(Saved data entries)
_ _ _ _

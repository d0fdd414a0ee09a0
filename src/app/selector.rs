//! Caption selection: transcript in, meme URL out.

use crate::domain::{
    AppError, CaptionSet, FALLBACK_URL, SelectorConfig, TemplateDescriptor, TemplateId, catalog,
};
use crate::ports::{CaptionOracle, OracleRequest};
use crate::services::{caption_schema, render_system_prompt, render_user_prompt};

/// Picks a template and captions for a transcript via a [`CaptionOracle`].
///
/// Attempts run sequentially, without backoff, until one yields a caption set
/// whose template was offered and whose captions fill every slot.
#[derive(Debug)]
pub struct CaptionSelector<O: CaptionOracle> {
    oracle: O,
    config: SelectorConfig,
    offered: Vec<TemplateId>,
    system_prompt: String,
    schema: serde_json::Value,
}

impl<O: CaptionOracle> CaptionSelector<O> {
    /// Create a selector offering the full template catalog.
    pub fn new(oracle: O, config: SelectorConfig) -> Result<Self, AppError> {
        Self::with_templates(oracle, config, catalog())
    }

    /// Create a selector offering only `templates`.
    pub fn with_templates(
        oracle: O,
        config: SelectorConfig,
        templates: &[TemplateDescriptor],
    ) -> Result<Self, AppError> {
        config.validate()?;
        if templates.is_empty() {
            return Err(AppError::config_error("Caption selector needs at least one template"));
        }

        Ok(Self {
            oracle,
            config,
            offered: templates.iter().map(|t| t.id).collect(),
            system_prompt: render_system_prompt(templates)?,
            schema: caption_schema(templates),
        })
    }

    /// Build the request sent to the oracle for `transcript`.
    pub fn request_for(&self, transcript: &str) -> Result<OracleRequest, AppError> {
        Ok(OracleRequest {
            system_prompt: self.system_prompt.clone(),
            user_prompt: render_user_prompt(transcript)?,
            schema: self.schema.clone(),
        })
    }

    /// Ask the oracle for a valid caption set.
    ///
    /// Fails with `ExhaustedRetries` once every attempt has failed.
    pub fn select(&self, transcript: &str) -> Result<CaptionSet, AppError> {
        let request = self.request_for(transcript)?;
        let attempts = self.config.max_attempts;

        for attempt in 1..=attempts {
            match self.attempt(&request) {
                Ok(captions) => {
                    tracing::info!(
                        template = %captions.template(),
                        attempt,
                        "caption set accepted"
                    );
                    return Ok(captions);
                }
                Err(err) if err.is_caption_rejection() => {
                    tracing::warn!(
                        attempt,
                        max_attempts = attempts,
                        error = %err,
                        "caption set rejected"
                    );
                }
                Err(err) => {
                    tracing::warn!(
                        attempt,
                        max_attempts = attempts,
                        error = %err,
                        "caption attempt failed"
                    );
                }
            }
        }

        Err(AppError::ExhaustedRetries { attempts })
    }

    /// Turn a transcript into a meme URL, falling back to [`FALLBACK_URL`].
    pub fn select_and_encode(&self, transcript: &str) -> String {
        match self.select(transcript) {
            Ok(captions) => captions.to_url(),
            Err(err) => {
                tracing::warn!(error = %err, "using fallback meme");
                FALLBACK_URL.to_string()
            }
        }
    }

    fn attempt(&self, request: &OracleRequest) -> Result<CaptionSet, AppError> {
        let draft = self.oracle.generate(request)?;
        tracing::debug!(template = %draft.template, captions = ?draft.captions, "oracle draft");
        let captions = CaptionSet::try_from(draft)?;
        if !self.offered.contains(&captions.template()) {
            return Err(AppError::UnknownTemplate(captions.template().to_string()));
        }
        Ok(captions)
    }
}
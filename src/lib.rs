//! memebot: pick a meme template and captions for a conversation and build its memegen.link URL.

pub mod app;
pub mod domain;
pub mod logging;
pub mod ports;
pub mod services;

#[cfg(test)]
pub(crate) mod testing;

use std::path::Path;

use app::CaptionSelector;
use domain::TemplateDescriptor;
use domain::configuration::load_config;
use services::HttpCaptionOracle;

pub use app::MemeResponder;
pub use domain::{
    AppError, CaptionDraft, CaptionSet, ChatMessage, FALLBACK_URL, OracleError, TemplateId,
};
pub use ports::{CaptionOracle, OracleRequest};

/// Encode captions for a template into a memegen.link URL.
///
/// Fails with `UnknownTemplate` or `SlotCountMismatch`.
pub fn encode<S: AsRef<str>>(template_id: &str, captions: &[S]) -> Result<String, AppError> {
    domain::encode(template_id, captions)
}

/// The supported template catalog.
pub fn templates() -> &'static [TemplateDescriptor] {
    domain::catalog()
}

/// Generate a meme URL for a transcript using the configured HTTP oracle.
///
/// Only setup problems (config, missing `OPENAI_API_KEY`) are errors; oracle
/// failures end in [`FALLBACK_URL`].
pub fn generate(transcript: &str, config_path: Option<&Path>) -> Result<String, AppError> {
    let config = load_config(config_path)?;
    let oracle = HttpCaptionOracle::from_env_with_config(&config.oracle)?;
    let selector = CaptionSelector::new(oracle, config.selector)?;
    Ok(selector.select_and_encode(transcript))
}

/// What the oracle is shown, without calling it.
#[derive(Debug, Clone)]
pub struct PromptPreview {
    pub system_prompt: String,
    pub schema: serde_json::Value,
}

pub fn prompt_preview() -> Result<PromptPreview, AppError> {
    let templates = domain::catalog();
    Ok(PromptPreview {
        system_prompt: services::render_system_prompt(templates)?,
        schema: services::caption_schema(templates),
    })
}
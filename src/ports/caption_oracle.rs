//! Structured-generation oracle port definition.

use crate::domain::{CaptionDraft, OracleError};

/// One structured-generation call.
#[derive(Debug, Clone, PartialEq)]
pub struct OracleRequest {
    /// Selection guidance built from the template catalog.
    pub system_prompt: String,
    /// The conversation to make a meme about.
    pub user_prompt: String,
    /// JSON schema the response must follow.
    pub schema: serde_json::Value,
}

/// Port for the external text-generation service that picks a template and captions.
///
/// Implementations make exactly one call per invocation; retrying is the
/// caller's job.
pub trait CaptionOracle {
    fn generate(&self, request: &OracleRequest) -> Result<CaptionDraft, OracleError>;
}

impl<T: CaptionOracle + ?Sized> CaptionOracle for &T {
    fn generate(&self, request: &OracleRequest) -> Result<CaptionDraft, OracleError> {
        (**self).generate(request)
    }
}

_ _ _ _

**WHAT YOU SHOULD DO**
Lines to set down from above: the line with "FALLBACK_URL.to_string()", the line with "are errors; oracle", and every line between, each exactly as written.

**FINAL ANSWER**
                FALLBACK_URL.to_string()
            }
        }
    }

    fn attempt(&self, request: &OracleRequest) -> Result<CaptionSet, AppError> {
        let draft = self.oracle.generate(request)?;
        tracing::debug!(template = %draft.template, captions = ?draft.captions, "oracle draft");
        let captions = CaptionSet::try_from(draft)?;
        if !self.offered.contains(&captions.template()) {
            return Err(AppError::UnknownTemplate(captions.template().to_string()));
        }
        Ok(captions)
    }
}
filename src/lib.rs
//! memebot: pick a meme template and captions for a conversation and build its memegen.link URL.

pub mod app;
pub mod domain;
pub mod logging;
pub mod ports;
pub mod services;

#[cfg(test)]
pub(crate) mod testing;

use std::path::Path;

use app::CaptionSelector;
use domain::TemplateDescriptor;
use domain::configuration::load_config;
use services::HttpCaptionOracle;

pub use app::MemeResponder;
pub use domain::{
    AppError, CaptionDraft, CaptionSet, ChatMessage, FALLBACK_URL, OracleError, TemplateId,
};
pub use ports::{CaptionOracle, OracleRequest};

/// Encode captions for a template into a memegen.link URL.
///
/// Fails with `UnknownTemplate` or `SlotCountMismatch`.
pub fn encode<S: AsRef<str>>(template_id: &str, captions: &[S]) -> Result<String, AppError> {
    domain::encode(template_id, captions)
}

/// The supported template catalog.
pub fn templates() -> &'static [TemplateDescriptor] {
    domain::catalog()
}

/// Generate a meme URL for a transcript using the configured HTTP oracle.
///
/// Only setup problems (config, missing `OPENAI_API_KEY`) are errors; oracle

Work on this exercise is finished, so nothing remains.